Part 2: Document the diversity of expression in one or more organelles.

A draft structure for mitochondria has already been put together;however, it is not complete. There is a page with all forms and also pages with each of the variant forms that have been documented. A matrix key has been developed using X:ID on-line key-building tools to assist in browsing through this information.

a) Review this draft structure for mitochondria - evaluate what is good and bad. Discuss and make changes.

b) Select an undocumented or poorly documented cell component (such as plastids, extrusomes, dictyosomes), conduct research using the web and primary literature to understand the range of expression across all protists, develop a plan of what has to be covered, and collect images and descriptions. Understand copyright limitations. Our understanding is that the use of any material without change is a violation of intellectual property rights, but the selection of a fragment and its reworking into a new original form creates a new original work to which copyright applies. Following scientific tradition and to avoid claims of plagiarism, the source of any materials used should be fully credited. We will need to agree upon and set document standards with regard to image size, layout and so on.

c) Visit the uBio web site (http://www.ubio.org) and under services look for X:ID. You will want to use the builder, save a copy of the resulting LIF file within your local environment, and eventually assign to the Protistiary environment. Again, we will probably need to develop a document about the appropriate protocols.

Part 3: Make an inventory for an organism that is represented in the micro*graph environment.

We have begun to compile a web repository for research electron micrographs. The purpose is to prevent these images being lost. The value of the content will be enhanced if we annotate the collections. One type of comment is a summary of the components of the cell, and perhaps the images in which they are best represented.

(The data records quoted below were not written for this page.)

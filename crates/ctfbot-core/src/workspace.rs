// Workspace domain types
//
// WorkspaceSpec describes what should exist; ChannelGroup describes what the
// platform actually holds. The topology is the same for every workspace, only
// the name varies.

use serde::{Deserialize, Serialize};
use std::fmt;

use crate::ids::Snowflake;

/// The fixed channel roles of a CTF workspace
#[derive(Debug, Clone, Copy, PartialEq, Eq, Hash, Serialize, Deserialize)]
#[serde(rename_all = "kebab-case")]
pub enum ChannelRole {
    FlagFeedback,
    General,
    Web,
    Crypto,
    Pwn,
    Rev,
    Forensics,
    Misc,
}

impl ChannelRole {
    /// Channel creation order
    pub const TOPOLOGY: [ChannelRole; 8] = [
        ChannelRole::FlagFeedback,
        ChannelRole::General,
        ChannelRole::Web,
        ChannelRole::Crypto,
        ChannelRole::Pwn,
        ChannelRole::Rev,
        ChannelRole::Forensics,
        ChannelRole::Misc,
    ];

    /// Name the channel is created with
    pub fn channel_name(&self) -> &'static str {
        match self {
            ChannelRole::FlagFeedback => "flag-feedback",
            ChannelRole::General => "general",
            ChannelRole::Web => "web",
            ChannelRole::Crypto => "crypto",
            ChannelRole::Pwn => "pwn",
            ChannelRole::Rev => "rev",
            ChannelRole::Forensics => "forensics",
            ChannelRole::Misc => "misc",
        }
    }

    /// Only flag-feedback is read-only for ordinary members
    pub fn is_read_only(&self) -> bool {
        matches!(self, ChannelRole::FlagFeedback)
    }

    pub fn from_channel_name(name: &str) -> Option<Self> {
        Self::TOPOLOGY
            .into_iter()
            .find(|role| role.channel_name() == name)
    }
}

impl fmt::Display for ChannelRole {
    fn fmt(&self, f: &mut fmt::Formatter<'_>) -> fmt::Result {
        f.write_str(self.channel_name())
    }
}

/// Desired shape of a provisioned workspace
#[derive(Debug, Clone, PartialEq, Eq, Serialize, Deserialize)]
pub struct WorkspaceSpec {
    name: String,
}

impl WorkspaceSpec {
    /// The name is used verbatim; it is not checked for emptiness or uniqueness.
    pub fn new(name: impl Into<String>) -> Self {
        Self { name: name.into() }
    }

    pub fn name(&self) -> &str {
        &self.name
    }

    pub fn topology(&self) -> &'static [ChannelRole] {
        &ChannelRole::TOPOLOGY
    }
}

/// Optional provisioning stages
#[derive(Debug, Clone, Copy, Default, PartialEq, Eq, Serialize, Deserialize)]
pub struct ProvisionOptions {
    /// Post a seed message into every new channel
    pub seed_headers: bool,
    /// Announce the workspace in the announcements channel
    pub announce: bool,
}

/// Guild the workflow operates in
#[derive(Debug, Clone, Copy, PartialEq, Eq, Serialize, Deserialize)]
pub struct GuildContext {
    pub guild_id: Snowflake,
    /// Role every member holds (the subject of the read-only override)
    pub default_role_id: Snowflake,
}

impl GuildContext {
    pub fn new(guild_id: Snowflake, default_role_id: Snowflake) -> Self {
        Self {
            guild_id,
            default_role_id,
        }
    }
}

/// Channel permission bits used by overrides
#[derive(Debug, Clone, Copy, PartialEq, Eq, Hash, Serialize, Deserialize)]
#[serde(rename_all = "snake_case")]
pub enum Permission {
    ViewChannel,
    SendMessages,
}

/// Per-channel permission override for a role
#[derive(Debug, Clone, PartialEq, Eq, Serialize, Deserialize)]
pub struct PermissionOverride {
    pub role_id: Snowflake,
    pub allow: Vec<Permission>,
    pub deny: Vec<Permission>,
}

impl PermissionOverride {
    /// Members can read but not post
    pub fn read_only(role_id: Snowflake) -> Self {
        Self {
            role_id,
            allow: vec![Permission::ViewChannel],
            deny: vec![Permission::SendMessages],
        }
    }
}

/// A channel inside a group
#[derive(Debug, Clone, PartialEq, Eq, Serialize, Deserialize)]
pub struct GroupChannel {
    pub id: Snowflake,
    pub name: String,
    /// Role the channel was created for; None for snapshots read back from the platform
    #[serde(default, skip_serializing_if = "Option::is_none")]
    pub role: Option<ChannelRole>,
}

/// A category and its child channels
#[derive(Debug, Clone, PartialEq, Eq, Serialize, Deserialize)]
pub struct ChannelGroup {
    pub id: Snowflake,
    pub name: String,
    pub channels: Vec<GroupChannel>,
}

impl ChannelGroup {
    pub fn new(id: Snowflake, name: impl Into<String>) -> Self {
        Self {
            id,
            name: name.into(),
            channels: Vec::new(),
        }
    }

    pub fn channel_names(&self) -> impl Iterator<Item = &str> {
        self.channels.iter().map(|c| c.name.as_str())
    }

    /// Channel created for a role
    pub fn channel_for(&self, role: ChannelRole) -> Option<&GroupChannel> {
        self.channels.iter().find(|c| c.role == Some(role))
    }
}
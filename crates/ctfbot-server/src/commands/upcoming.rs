// `upcoming`: events starting within the next week
//
// Each event takes three inline fields. Events fill an embed up to Discord's
// field limit and continue in further embeds of the same message. Whatever
// does not fit in the message limits is counted in the header.

use chrono::{DateTime, Duration, Utc};
use tracing::debug;

use ctfbot_core::{parse_event_timestamp, EventCatalog, EventRecord, Result, TimestampStyle};
use ctfbot_discord::{timestamp, Embed, EmbedField};

use super::truncate;

pub const WINDOW_DAYS: i64 = 7;
pub const FETCH_LIMIT: u32 = 100;

pub const TITLE: &str = "Upcoming CTF Events";
pub const DESCRIPTION: &str = "Here are the upcoming CTF events in the next 7 days.";

// Discord message limits
pub const MAX_FIELDS_PER_EMBED: usize = 25;
pub const MAX_EMBEDS: usize = 10;
/// Sum of titles, descriptions, field names and values over all embeds
pub const MAX_MESSAGE_EMBED_CHARS: usize = 6000;
const FIELD_NAME_LIMIT: usize = 256;
const FIELD_VALUE_LIMIT: usize = 1024;

const FIELDS_PER_EVENT: usize = 3;

/// Room kept free for the "more not shown" note
const OVERFLOW_NOTE_RESERVE: usize = 64;

pub async fn run(catalog: &dyn EventCatalog, now: DateTime<Utc>) -> Result<Vec<Embed>> {
    let events = catalog
        .fetch_range(now, now + Duration::days(WINDOW_DAYS), FETCH_LIMIT)
        .await?;
    debug!(count = events.len(), "Upcoming events fetched");
    upcoming_embeds(&events)
}

fn field(name: &str, value: &str) -> EmbedField {
    EmbedField {
        name: truncate(name, FIELD_NAME_LIMIT),
        value: truncate(value, FIELD_VALUE_LIMIT),
        inline: true,
    }
}

fn event_fields(event: &EventRecord) -> Result<[EmbedField; FIELDS_PER_EVENT]> {
    let start = parse_event_timestamp(&event.start)?;
    Ok([
        field(&event.title, &event.url),
        field("Event ID", &event.id.to_string()),
        field(
            "Start Date",
            &timestamp(start.timestamp(), TimestampStyle::LongDateTime),
        ),
    ])
}

fn field_chars(fields: &[EmbedField]) -> usize {
    fields
        .iter()
        .map(|f| f.name.chars().count() + f.value.chars().count())
        .sum()
}

/// Lay out every event; the first embed carries the title and description
///
/// Fails with `MalformedTimestamp` if any event's start does not parse.
pub fn upcoming_embeds(events: &[EventRecord]) -> Result<Vec<Embed>> {
    let rows = events
        .iter()
        .map(event_fields)
        .collect::<Result<Vec<_>>>()?;

    let mut embeds = vec![Embed::new().title(TITLE).description(DESCRIPTION)];
    let mut used = TITLE.chars().count() + DESCRIPTION.chars().count() + OVERFLOW_NOTE_RESERVE;
    let mut listed = 0;

    for row in rows {
        let cost = field_chars(&row);
        let current_full = embeds
            .last()
            .map_or(true, |e| e.fields.len() + FIELDS_PER_EVENT > MAX_FIELDS_PER_EMBED);
        if used + cost > MAX_MESSAGE_EMBED_CHARS || (current_full && embeds.len() == MAX_EMBEDS) {
            break;
        }
        if current_full {
            embeds.push(Embed::new());
        }
        if let Some(embed) = embeds.last_mut() {
            embed.fields.extend(row);
        }
        used += cost;
        listed += 1;
    }

    let omitted = events.len() - listed;
    if omitted > 0 {
        debug!(listed, omitted, "Upcoming list truncated to message limits");
        embeds[0].description = Some(format!(
            "{}\n\n...and {} more not shown.",
            DESCRIPTION, omitted
        ));
    }

    Ok(embeds)
}
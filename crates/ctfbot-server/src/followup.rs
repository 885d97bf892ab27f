// Followup delivery
//
// Work that outlives the interaction response reports back through a
// followup message. The trait keeps the command handlers testable without
// a Discord connection.

use async_trait::async_trait;
use std::sync::Arc;
use tokio::sync::RwLock;

use ctfbot_core::{Result, Snowflake};
use ctfbot_discord::{DiscordRest, ResponseData};

#[async_trait]
pub trait FollowupSink: Send + Sync {
    /// Post a followup for the interaction identified by `token`
    async fn send_followup(
        &self,
        application_id: Snowflake,
        token: &str,
        data: ResponseData,
    ) -> Result<()>;
}

#[async_trait]
impl FollowupSink for DiscordRest {
    async fn send_followup(
        &self,
        application_id: Snowflake,
        token: &str,
        data: ResponseData,
    ) -> Result<()> {
        self.create_followup(application_id, token, &data).await?;
        Ok(())
    }
}

/// A followup captured by `InMemoryFollowups`
#[derive(Debug, Clone, PartialEq, Eq)]
pub struct RecordedFollowup {
    pub application_id: Snowflake,
    pub token: String,
    pub data: ResponseData,
}

/// Collects followups in memory
#[derive(Debug, Default, Clone)]
pub struct InMemoryFollowups {
    sent: Arc<RwLock<Vec<RecordedFollowup>>>,
}

impl InMemoryFollowups {
    pub fn new() -> Self {
        Self::default()
    }

    pub async fn sent(&self) -> Vec<RecordedFollowup> {
        self.sent.read().await.clone()
    }
}

#[async_trait]
impl FollowupSink for InMemoryFollowups {
    async fn send_followup(
        &self,
        application_id: Snowflake,
        token: &str,
        data: ResponseData,
    ) -> Result<()> {
        self.sent.write().await.push(RecordedFollowup {
            application_id,
            token: token.to_string(),
            data,
        });
        Ok(())
    }
}
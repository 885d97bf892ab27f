// Event records as delivered by the catalog
//
// EventRecord is the raw, undecorated catalog entry. Timestamps stay as the
// catalog's strings; the formatter is the only place that parses them.

use serde::{Deserialize, Serialize};

use crate::error::{BotError, Result};

/// A single CTF event from the catalog
///
/// Every field is required. A payload missing any of them fails to decode,
/// which the catalog client reports as `MalformedResponse`.
#[derive(Debug, Clone, PartialEq, Serialize, Deserialize)]
pub struct EventRecord {
    /// Catalog-assigned event identifier
    pub id: u64,
    /// Event title
    pub title: String,
    /// Canonical event URL
    pub url: String,
    /// Free-text description
    pub description: String,
    /// Logo image URL (may be empty)
    pub logo: String,
    /// Start instant, `YYYY-MM-DDTHH:MM:SS±HH:MM`
    pub start: String,
    /// End instant, `YYYY-MM-DDTHH:MM:SS±HH:MM`
    pub finish: String,
}

/// Round a user-supplied numeric identifier to a catalog event id
///
/// Numeric command options may arrive as floating point; the nearest integer
/// is used. Non-finite values and values below 1 after rounding are rejected.
pub fn normalize_event_id(raw: f64) -> Result<u64> {
    if !raw.is_finite() {
        return Err(BotError::invalid_argument(format!(
            "event id must be a finite number, got {}",
            raw
        )));
    }

    let rounded = raw.round();
    if rounded < 1.0 || rounded >= u64::MAX as f64 {
        return Err(BotError::invalid_argument(format!(
            "event id must be a positive integer, got {}",
            raw
        )));
    }

    Ok(rounded as u64)
}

It is likely that we cannot make a complete inventory until a three dimensional reconstruction is also completed.

We would like you to review the data on one species, create an inventory for that species, and prepare it as an explanatory document that will be accessed as supporting documentation through micro*graph and micro*scope.

micro*graph was set up to act as a repository of all images, and not just the pretty or publishable ones. Some 'species' that are included are not well fixed. Some of the taxa which could be used for this exercise are ....

We have yet to come up with a structure for disseminating these inventories.